Across the listing below, how many lines contain "unit"? Answer with the number and nothing else.
Top of RECORD EXCERPTS
use chrono::{DateTime, Utc};
use futures::future::BoxFuture;
use reqwest::header::HeaderMap;
use reqwest::Method;
use serde::de::DeserializeOwned;
use serde_json::Value as JsonValue;
use url::Url;

use crate::clan::Clan;
use crate::client::{Client, Fetched};
use crate::error::{Error, Result};
use crate::paging::PagedList;
use crate::player::Player;
use crate::utils::{to_camel_case, to_snake_case};

/// Status and headers of the transport response an [`Entity`] came from.
/// Absent when the entity was served from the cache.
#[derive(Debug, Clone)]
pub struct ResponseMeta {
    pub status: u16,
    pub headers: HeaderMap,
}

/// A single decoded JSON object returned by the API, together with where it
/// came from and how fresh it is.
///
/// Field access goes through [`Entity::get`], a projection over the decoded
/// value that accepts both snake_case and camelCase spellings of a key:
///
/// ```no_run
/// # use rsroyale::client::Client;
/// # use rsroyale::model::Model;
/// # async fn run() -> rsroyale::error::Result<()> {
/// # let client = Client::new("token")?;
/// let player = client.get_player("#2P0LYQ").await?;
/// let entity = player.entity();
///
/// // The API sends `expLevel`; both spellings resolve to the same value.
/// assert_eq!(entity.get("exp_level"), entity.get("expLevel"));
/// # Ok(()) }
/// ```
#[derive(Debug, Clone)]
pub struct Entity {
    client: Client,
    source_url: Url,
    raw: JsonValue,
    cached: bool,
    last_updated: DateTime<Utc>,
    meta: Option<ResponseMeta>,
}

impl Entity {
    pub(crate) fn new(
        client: Client,
        source_url: Url,
        raw: JsonValue,
        cached: bool,
        last_updated: DateTime<Utc>,
        meta: Option<ResponseMeta>,
    ) -> Entity {
        Entity {
            client,
            source_url,
            raw,
            cached,
            last_updated,
            meta,
        }
    }

    /// The raw decoded payload.
    pub fn raw(&self) -> &JsonValue {
        &self.raw
    }

    /// Looks up a top-level field, trying the key as given, then its
    /// camelCase spelling, then its snake_case spelling.
    pub fn get(&self, key: &str) -> Option<&JsonValue> {
        let map = self.raw.as_object()?;

        map.get(key)
            .or_else(|| map.get(&to_camel_case(key)))
            .or_else(|| map.get(&to_snake_case(key)))
    }

    /// [`Entity::get`] narrowed to string fields.
    pub fn str_of(&self, key: &str) -> Option<&str> {
        self.get(key).and_then(JsonValue::as_str)
    }

    /// [`Entity::get`] narrowed to integer fields.
    pub fn u64_of(&self, key: &str) -> Option<u64> {
        self.get(key).and_then(JsonValue::as_u64)
    }

    /// Deserializes the payload into a concrete type.
    pub fn decode<T: DeserializeOwned>(&self) -> Result<T> {
        Ok(serde_json::from_value(self.raw.clone())?)
    }

    /// Whether this data was served from the local cache.
    pub fn cached(&self) -> bool {
        self.cached
    }

    /// When the data was fetched, or when it was written to the cache if
    /// [`cached`][Entity::cached] is true.
    pub fn last_updated(&self) -> DateTime<Utc> {
        self.last_updated
    }

    /// The canonical URL this entity was loaded from, used by refresh.
    pub fn source_url(&self) -> &Url {
        &self.source_url
    }

    /// Transport metadata, absent for cache-served data.
    pub fn meta(&self) -> Option<&ResponseMeta> {
        self.meta.as_ref()
    }

    pub(crate) fn client(&self) -> &Client {
        &self.client
    }

    /// Re-fetches this entity from its source URL, bypassing the cache, and
    /// replaces the payload, freshness flag and timestamp in place. Existing
    /// references observe the update; no new object is created.
    pub async fn refresh(&mut self) -> Result<()> {
        let fetched = self
            .client
            .perform(self.source_url.clone(), Method::GET, None, None, true)
            .await?;

        self.raw = fetched.payload;
        self.cached = fetched.cached;
        self.last_updated = fetched.at;
        self.meta = fetched.meta;

        Ok(())
    }
}

/// A typed wrapper around an [`Entity`]. Implemented by the concrete model
/// kinds so the conversion layer can produce them generically.
pub trait Model: Clone + Sized {
    fn from_entity(entity: Entity) -> Self;
    fn entity(&self) -> &Entity;
    fn entity_mut(&mut self) -> &mut Entity;
}

impl Model for Entity {
    fn from_entity(entity: Entity) -> Entity {
        entity
    }

    fn entity(&self) -> &Entity {
        self
    }

    fn entity_mut(&mut self) -> &mut Entity {
        self
    }
}

/// Values that can re-fetch themselves from their source URL.
pub trait Refreshable {
    /// Re-fetches from the API, bypassing the cache, mutating in place.
    fn refresh(&mut self) -> BoxFuture<'_, Result<()>>;
}

/// Models carrying a reference to a clan that can be resolved on demand.
pub trait ClanLinked {
    /// The tag of the linked clan, if there is one.
    fn clan_tag(&self) -> Option<String>;

    /// Fetches the full clan this value points at.
    fn fetch_clan(&self) -> BoxFuture<'_, Result<Clan>>;
}

/// Models carrying a player tag that can be resolved to a full profile.
pub trait PlayerLinked {
    /// The tag of the linked player, if there is one.
    fn player_tag(&self) -> Option<String>;

    /// Fetches the full player profile this value points at.
    fn fetch_player(&self) -> BoxFuture<'_, Result<Player>>;
}

/// A refreshable list of plain strings, as returned by the endpoints
/// listing. Strings carry no source object of their own, so the whole list
/// refreshes as one unit.
#[derive(Debug, Clone)]
pub struct StringList {
    client: Client,
    source_url: Url,
    items: Vec<String>,
    cached: bool,
    last_updated: DateTime<Utc>,
}

impl StringList {
    fn new(
        client: Client,
        source_url: Url,
        values: Vec<JsonValue>,
        cached: bool,
        last_updated: DateTime<Utc>,
    ) -> StringList {
        StringList {
            client,
            source_url,
            items: values
                .into_iter()
                .filter_map(|v| match v {
                    JsonValue::String(s) => Some(s),
                    _ => None,
                })
                .collect(),
            cached,
            last_updated,
        }
    }

    pub fn items(&self) -> &[String] {
        &self.items
    }

    pub fn len(&self) -> usize {
        self.items.len()
    }

    pub fn is_empty(&self) -> bool {
        self.items.is_empty()
    }

    pub fn cached(&self) -> bool {
        self.cached
    }

    pub fn last_updated(&self) -> DateTime<Utc> {
        self.last_updated
    }
}

impl Refreshable for StringList {
    fn refresh(&mut self) -> BoxFuture<'_, Result<()>> {
        Box::pin(async move {
            let fetched = self
                .client
                .perform(self.source_url.clone(), Method::GET, None, None, true)
                .await?;

            self.items = match fetched.payload {
                JsonValue::Array(values) => values
                    .into_iter()
                    .filter_map(|v| match v {
                        JsonValue::String(s) => Some(s),
                        _ => None,
                    })
                    .collect(),
                other => {
                    return Err(Error::Decode(format!(
                        "expected an array of strings, got {}",
                        other
                    )))
                }
            };
            self.cached = fetched.cached;
            self.last_updated = fetched.at;

            Ok(())
        })
    }
}

/// The result of converting a classified payload. The API mixes single
/// objects, bare arrays, paginated envelopes and plain strings across its
/// endpoints; accessors narrow this to the shape they document.
#[derive(Debug)]
pub enum Converted<M: Model> {
    /// A primitive string payload (version endpoint). Not refreshable.
    Text(String),
    /// An array of strings (endpoints listing), refreshable as a unit.
    Strings(StringList),
    /// A bare array of objects.
    Many(Vec<M>),
    /// An `items` array with a paging descriptor.
    Paged(PagedList<M>),
    /// A single object.
    One(M),
}

impl<M: Model> Converted<M> {
    pub fn one(self) -> Result<M> {
        match self {
            Converted::One(m) => Ok(m),
            other => Err(other.shape_error("a single object")),
        }
    }

    pub fn many(self) -> Result<Vec<M>> {
        match self {
            Converted::Many(items) => Ok(items),
            other => Err(other.shape_error("an array of objects")),
        }
    }

    pub fn paged(self) -> Result<PagedList<M>> {
        match self {
            Converted::Paged(list) => Ok(list),
            other => Err(other.shape_error("a paginated list")),
        }
    }

    pub fn text(self) -> Result<String> {
        match self {
            Converted::Text(s) => Ok(s),
            other => Err(other.shape_error("a plain string")),
        }
    }

    pub fn strings(self) -> Result<StringList> {
        match self {
            Converted::Strings(list) => Ok(list),
            other => Err(other.shape_error("an array of strings")),
        }
    }

    fn shape_error(&self, expected: &str) -> Error {
        let got = match self {
            Converted::Text(_) => "a plain string",
            Converted::Strings(_) => "an array of strings",
            Converted::Many(_) => "an array of objects",
            Converted::Paged(_) => "a paginated list",
            Converted::One(_) => "a single object",
        };
        Error::Decode(format!("expected {}, got {}", expected, got))
    }
}

/// Turns a classified payload into typed models. Classification order, first
/// match wins: primitive string; non-empty array of strings; array of
/// objects (an empty array lands here, so empty listings stay lists); object
/// with `items` and a paging descriptor; object with `items` only (unwrapped
/// and reclassified); anything else is a single entity.
pub(crate) fn convert<M: Model>(
    client: Client,
    source_url: Url,
    fetched: Fetched,
) -> Result<Converted<M>> {
    let Fetched {
        payload,
        cached,
        at,
        meta,
    } = fetched;

    match payload {
        JsonValue::String(s) => Ok(Converted::Text(s)),
        JsonValue::Array(values) if !values.is_empty() && values.iter().all(JsonValue::is_string) => Ok(
            Converted::Strings(StringList::new(client, source_url, values, cached, at)),
        ),
        JsonValue::Array(values) => Ok(Converted::Many(
            values
                .into_iter()
                .map(|v| {
                    M::from_entity(Entity::new(
                        client.clone(),
                        source_url.clone(),
                        v,
                        cached,
                        at,
                        meta.clone(),
                    ))
                })
                .collect(),
        )),
        JsonValue::Object(map) if map.contains_key("items") => {
            let has_paging = map
                .get("paging")
                .and_then(JsonValue::as_object)
                .map_or(false, |p| !p.is_empty());

            if has_paging {
                Ok(Converted::Paged(PagedList::from_page(
                    client,
                    source_url,
                    JsonValue::Object(map),
                    cached,
                    at,
                    meta,
                )?))
            } else {
                // No paging descriptor: unwrap the items array and classify it.
                let items = map.get("items").cloned().unwrap_or(JsonValue::Null);
                convert(
                    client,
                    source_url,
                    Fetched {
                        payload: items,
                        cached,
                        at,
                        meta,
                    },
                )
            }
        }
        other => Ok(Converted::One(M::from_entity(Entity::new(
            client, source_url, other, cached, at, meta,
        )))),
    }
}

#[cfg(test)]
mod tests {
    use super::*;
    use serde_json::json;

    fn test_client() -> Client {
        Client::builder("token")
            .base_url("https://api.example.com")
            .build()
            .unwrap()
    }

    fn fetched(payload: JsonValue) -> Fetched {
        Fetched {
            payload,
            cached: false,
            at: Utc::now(),
            meta: None,
        }
    }

    fn url() -> Url {
        Url::parse("https://api.example.com/players/%23ABC").unwrap()
    }

    #[test]
    fn string_payload_converts_to_text() {
        let out = convert::<Entity>(test_client(), url(), fetched(json!("4.0.1"))).unwrap();
        assert_eq!(out.text().unwrap(), "4.0.1");
    }

    #[test]
    fn string_array_converts_to_string_list() {
        let out = convert::<Entity>(
            test_client(),
            url(),
            fetched(json!(["/players", "/clans"])),
        )
        .unwrap();

        let list = out.strings().unwrap();
        assert_eq!(list.items(), ["/players", "/clans"]);
    }

    #[test]
    fn object_array_converts_to_many() {
        let out = convert::<Entity>(
            test_client(),
            url(),
            fetched(json!([{"tag": "#A"}, {"tag": "#B"}])),
        )
        .unwrap();

        let items = out.many().unwrap();
        assert_eq!(items.len(), 2);
        assert_eq!(items[1].str_of("tag"), Some("#B"));
    }

    #[test]
    fn empty_array_converts_to_an_empty_many() {
        let out = convert::<Entity>(test_client(), url(), fetched(json!([]))).unwrap();
        assert!(out.many().unwrap().is_empty());
    }

    #[test]
    fn items_with_paging_converts_to_paged() {
        let out = convert::<Entity>(
            test_client(),
            url(),
            fetched(json!({
                "items": [{"tag": "#A"}],
                "paging": {"cursors": {"after": "X"}}
            })),
        )
        .unwrap();

        let list = out.paged().unwrap();
        assert_eq!(list.len(), 1);
        assert_eq!(list.cursor_after(), Some("X"));
    }

    #[test]
    fn items_without_paging_unwraps_to_many() {
        let out = convert::<Entity>(
            test_client(),
            url(),
            fetched(json!({"items": [{"tag": "#A"}], "paging": {}})),
        )
        .unwrap();

        assert_eq!(out.many().unwrap().len(), 1);
    }

    #[test]
    fn bare_object_converts_to_one() {
        let out = convert::<Entity>(
            test_client(),
            url(),
            fetched(json!({"tag": "#A", "name": "rat"})),
        )
        .unwrap();

        let entity = out.one().unwrap();
        assert_eq!(entity.str_of("name"), Some("rat"));
        assert!(!entity.cached());
    }

    #[test]
    fn shape_mismatch_is_a_decode_error() {
        let out = convert::<Entity>(test_client(), url(), fetched(json!({"tag": "#A"}))).unwrap();
        assert!(matches!(out.many(), Err(Error::Decode(_))));
    }

    #[test]
    fn key_lookup_is_case_insensitive_both_ways() {
        let entity = Entity::new(
            test_client(),
            url(),
            json!({"expLevel": 13, "clan_rank": 2}),
            false,
            Utc::now(),
            None,
        );

        assert_eq!(entity.u64_of("exp_level"), Some(13));
        assert_eq!(entity.u64_of("expLevel"), Some(13));
        assert_eq!(entity.u64_of("clanRank"), Some(2));
        assert_eq!(entity.get("nope"), None);
    }
}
Bottom of RECORD EXCERPTS
• [RESPONSE]
2